__The task__:
Read through the lines below for the string "under" and copy each one that has it.

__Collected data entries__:

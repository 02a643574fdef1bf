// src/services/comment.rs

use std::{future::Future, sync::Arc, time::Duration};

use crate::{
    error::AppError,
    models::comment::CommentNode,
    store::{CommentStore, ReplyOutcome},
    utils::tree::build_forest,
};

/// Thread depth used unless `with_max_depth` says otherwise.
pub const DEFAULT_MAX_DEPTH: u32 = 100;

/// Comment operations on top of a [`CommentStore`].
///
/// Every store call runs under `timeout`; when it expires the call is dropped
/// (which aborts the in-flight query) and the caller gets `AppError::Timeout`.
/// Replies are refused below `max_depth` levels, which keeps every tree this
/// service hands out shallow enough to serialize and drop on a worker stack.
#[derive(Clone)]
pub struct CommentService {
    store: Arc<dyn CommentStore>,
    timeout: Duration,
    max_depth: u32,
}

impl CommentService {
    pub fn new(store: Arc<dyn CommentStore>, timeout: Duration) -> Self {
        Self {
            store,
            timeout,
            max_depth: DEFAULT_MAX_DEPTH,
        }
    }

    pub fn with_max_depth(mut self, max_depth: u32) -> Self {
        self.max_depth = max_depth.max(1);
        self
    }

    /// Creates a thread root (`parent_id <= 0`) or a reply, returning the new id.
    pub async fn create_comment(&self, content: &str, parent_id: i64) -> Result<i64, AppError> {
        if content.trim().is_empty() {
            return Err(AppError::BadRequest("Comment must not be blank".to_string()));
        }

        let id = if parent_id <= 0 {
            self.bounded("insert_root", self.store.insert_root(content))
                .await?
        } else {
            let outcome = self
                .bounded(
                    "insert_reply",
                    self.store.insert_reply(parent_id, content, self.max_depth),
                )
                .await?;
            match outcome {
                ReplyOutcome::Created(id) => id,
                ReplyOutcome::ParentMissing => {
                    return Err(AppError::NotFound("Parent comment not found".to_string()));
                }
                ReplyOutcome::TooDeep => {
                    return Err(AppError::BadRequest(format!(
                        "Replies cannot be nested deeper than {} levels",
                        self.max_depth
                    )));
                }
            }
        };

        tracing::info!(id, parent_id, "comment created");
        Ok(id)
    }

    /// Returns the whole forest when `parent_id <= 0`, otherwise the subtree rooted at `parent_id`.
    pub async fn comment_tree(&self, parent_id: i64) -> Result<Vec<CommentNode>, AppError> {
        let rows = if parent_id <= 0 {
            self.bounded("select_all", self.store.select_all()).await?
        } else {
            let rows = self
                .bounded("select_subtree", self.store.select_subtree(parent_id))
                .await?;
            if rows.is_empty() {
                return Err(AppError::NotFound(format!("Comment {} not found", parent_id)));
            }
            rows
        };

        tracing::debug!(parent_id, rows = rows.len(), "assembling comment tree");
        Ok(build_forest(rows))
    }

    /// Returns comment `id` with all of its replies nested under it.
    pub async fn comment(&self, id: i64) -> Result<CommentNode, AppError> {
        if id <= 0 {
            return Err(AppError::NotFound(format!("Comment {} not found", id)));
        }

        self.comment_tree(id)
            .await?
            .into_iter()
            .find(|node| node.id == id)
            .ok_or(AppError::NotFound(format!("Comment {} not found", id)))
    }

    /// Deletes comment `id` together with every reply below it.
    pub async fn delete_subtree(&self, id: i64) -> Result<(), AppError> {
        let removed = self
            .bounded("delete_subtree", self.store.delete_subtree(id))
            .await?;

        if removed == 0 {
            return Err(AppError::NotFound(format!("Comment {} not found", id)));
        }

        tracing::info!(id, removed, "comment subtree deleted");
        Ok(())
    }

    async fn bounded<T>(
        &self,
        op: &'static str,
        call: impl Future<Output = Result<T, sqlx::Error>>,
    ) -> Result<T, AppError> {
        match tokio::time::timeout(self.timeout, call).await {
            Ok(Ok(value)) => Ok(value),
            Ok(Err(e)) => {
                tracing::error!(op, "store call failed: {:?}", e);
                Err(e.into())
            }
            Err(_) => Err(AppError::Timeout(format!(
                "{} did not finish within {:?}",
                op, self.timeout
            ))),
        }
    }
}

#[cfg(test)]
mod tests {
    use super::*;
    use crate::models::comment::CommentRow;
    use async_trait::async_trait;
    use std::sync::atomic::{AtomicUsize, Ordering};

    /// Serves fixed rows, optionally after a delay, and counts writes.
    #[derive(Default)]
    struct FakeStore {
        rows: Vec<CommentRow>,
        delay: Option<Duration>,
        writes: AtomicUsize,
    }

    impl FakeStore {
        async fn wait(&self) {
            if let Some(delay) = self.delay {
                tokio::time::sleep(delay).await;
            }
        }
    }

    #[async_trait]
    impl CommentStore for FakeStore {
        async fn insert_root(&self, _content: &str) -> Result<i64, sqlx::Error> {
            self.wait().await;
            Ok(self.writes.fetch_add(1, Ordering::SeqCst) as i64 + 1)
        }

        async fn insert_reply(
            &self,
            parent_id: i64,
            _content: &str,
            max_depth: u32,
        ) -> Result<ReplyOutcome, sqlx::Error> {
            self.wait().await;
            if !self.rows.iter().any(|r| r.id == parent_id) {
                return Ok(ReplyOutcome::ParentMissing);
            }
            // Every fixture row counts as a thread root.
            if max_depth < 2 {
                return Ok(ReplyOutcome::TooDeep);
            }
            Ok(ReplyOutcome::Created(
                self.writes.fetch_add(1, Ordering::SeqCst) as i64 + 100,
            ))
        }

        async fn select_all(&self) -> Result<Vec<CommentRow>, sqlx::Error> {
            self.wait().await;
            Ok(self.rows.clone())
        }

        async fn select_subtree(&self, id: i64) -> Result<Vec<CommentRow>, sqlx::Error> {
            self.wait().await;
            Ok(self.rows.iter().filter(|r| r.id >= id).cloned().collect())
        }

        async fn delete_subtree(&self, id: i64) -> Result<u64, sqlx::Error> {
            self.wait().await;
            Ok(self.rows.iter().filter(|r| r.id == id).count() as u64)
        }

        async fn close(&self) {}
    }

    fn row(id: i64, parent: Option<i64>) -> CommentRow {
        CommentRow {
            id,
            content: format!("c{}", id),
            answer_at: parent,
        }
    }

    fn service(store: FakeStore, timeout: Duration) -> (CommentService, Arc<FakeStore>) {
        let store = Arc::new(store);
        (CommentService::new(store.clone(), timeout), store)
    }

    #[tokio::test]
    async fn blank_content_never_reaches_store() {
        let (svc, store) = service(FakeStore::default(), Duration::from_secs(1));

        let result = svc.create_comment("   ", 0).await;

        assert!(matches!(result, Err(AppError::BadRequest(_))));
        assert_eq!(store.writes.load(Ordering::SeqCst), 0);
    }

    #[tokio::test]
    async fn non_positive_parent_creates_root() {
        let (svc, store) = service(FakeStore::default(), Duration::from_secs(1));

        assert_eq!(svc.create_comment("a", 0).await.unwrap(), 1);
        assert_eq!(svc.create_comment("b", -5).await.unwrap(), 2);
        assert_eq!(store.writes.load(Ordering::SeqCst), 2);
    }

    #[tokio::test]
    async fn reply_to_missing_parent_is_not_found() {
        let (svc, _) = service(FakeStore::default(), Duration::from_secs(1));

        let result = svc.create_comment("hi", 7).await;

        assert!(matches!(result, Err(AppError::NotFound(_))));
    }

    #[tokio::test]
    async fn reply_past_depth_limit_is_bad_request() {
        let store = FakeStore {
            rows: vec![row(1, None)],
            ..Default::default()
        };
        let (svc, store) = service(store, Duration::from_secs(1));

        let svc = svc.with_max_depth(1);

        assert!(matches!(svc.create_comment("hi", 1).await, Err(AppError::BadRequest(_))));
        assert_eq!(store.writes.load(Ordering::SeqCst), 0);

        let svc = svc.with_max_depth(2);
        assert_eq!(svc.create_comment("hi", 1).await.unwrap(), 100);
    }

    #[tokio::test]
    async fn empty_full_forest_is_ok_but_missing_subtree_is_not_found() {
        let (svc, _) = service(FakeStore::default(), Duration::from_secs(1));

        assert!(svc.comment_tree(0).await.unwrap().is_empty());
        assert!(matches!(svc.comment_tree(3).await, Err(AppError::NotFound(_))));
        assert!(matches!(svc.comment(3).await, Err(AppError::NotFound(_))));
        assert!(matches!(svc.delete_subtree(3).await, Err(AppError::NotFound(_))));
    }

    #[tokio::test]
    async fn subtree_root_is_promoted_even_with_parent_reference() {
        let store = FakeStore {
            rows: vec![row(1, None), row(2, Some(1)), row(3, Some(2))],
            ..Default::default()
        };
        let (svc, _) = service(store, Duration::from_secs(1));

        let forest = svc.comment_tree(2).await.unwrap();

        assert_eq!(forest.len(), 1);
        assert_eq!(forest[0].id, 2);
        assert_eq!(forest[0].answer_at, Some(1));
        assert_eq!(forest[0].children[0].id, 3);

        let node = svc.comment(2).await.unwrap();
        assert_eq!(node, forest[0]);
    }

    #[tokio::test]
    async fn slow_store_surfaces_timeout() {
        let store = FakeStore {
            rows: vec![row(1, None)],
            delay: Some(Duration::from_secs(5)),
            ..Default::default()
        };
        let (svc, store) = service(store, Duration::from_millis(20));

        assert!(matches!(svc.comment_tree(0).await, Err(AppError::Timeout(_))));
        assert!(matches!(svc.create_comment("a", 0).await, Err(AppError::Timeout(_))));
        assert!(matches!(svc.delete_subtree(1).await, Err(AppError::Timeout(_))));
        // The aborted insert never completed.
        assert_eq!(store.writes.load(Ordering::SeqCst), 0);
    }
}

--

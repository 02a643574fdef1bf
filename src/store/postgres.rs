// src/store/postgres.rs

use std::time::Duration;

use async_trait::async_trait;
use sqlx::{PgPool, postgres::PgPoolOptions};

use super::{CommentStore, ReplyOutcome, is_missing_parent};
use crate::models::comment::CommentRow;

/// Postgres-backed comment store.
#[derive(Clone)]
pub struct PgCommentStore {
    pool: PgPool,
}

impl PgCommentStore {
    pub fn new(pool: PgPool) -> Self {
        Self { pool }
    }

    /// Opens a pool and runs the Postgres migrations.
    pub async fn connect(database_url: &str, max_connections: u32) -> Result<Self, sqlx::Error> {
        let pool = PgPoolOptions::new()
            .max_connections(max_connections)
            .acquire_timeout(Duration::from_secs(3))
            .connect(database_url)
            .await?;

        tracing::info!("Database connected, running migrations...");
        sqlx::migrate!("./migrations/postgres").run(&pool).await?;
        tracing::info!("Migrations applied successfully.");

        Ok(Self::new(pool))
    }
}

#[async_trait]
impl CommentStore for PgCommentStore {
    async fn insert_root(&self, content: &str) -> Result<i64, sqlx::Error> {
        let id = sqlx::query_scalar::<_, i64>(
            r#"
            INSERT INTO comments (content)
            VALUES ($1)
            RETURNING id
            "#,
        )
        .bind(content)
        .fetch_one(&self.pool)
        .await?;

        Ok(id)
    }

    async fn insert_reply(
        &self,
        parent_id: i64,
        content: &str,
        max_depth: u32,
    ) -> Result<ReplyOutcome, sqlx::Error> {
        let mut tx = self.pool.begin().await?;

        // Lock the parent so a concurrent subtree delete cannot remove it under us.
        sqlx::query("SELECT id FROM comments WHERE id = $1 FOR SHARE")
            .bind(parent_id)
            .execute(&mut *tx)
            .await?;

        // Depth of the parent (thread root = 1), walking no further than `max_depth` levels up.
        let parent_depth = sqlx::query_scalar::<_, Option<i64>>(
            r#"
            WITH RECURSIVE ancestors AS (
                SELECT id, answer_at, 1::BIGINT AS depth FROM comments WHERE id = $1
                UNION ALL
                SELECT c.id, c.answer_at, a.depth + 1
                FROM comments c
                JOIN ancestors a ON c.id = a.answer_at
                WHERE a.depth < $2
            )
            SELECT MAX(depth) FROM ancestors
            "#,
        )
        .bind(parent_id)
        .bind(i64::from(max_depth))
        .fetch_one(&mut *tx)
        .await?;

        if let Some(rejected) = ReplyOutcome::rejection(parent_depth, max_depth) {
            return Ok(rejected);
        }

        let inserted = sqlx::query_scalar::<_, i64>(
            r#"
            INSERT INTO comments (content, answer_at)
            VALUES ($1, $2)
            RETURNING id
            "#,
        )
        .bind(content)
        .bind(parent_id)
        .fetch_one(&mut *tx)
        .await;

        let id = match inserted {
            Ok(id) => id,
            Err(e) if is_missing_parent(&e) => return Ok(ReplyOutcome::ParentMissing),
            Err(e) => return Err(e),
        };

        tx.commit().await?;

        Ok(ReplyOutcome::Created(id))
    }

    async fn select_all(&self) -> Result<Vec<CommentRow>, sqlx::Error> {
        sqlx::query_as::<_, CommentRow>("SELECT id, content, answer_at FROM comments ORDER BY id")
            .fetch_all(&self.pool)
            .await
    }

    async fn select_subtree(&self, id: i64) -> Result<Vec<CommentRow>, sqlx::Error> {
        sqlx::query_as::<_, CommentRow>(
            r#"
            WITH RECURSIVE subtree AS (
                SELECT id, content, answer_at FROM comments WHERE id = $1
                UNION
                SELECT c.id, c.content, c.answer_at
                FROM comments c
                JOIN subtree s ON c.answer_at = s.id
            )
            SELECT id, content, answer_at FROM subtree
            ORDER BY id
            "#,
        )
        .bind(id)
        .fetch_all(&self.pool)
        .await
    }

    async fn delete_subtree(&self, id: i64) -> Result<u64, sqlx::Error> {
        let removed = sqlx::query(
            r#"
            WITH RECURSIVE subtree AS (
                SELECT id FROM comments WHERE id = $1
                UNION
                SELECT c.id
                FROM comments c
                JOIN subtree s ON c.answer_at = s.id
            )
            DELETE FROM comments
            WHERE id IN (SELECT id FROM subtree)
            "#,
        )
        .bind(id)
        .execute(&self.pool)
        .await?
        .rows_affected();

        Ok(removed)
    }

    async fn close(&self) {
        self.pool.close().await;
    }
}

__Your response__:
/// Every store call runs under `timeout`; when it expires the call is dropped
    /// Returns comment `id` with all of its replies nested under it.
        // Lock the parent so a concurrent subtree delete cannot remove it under us.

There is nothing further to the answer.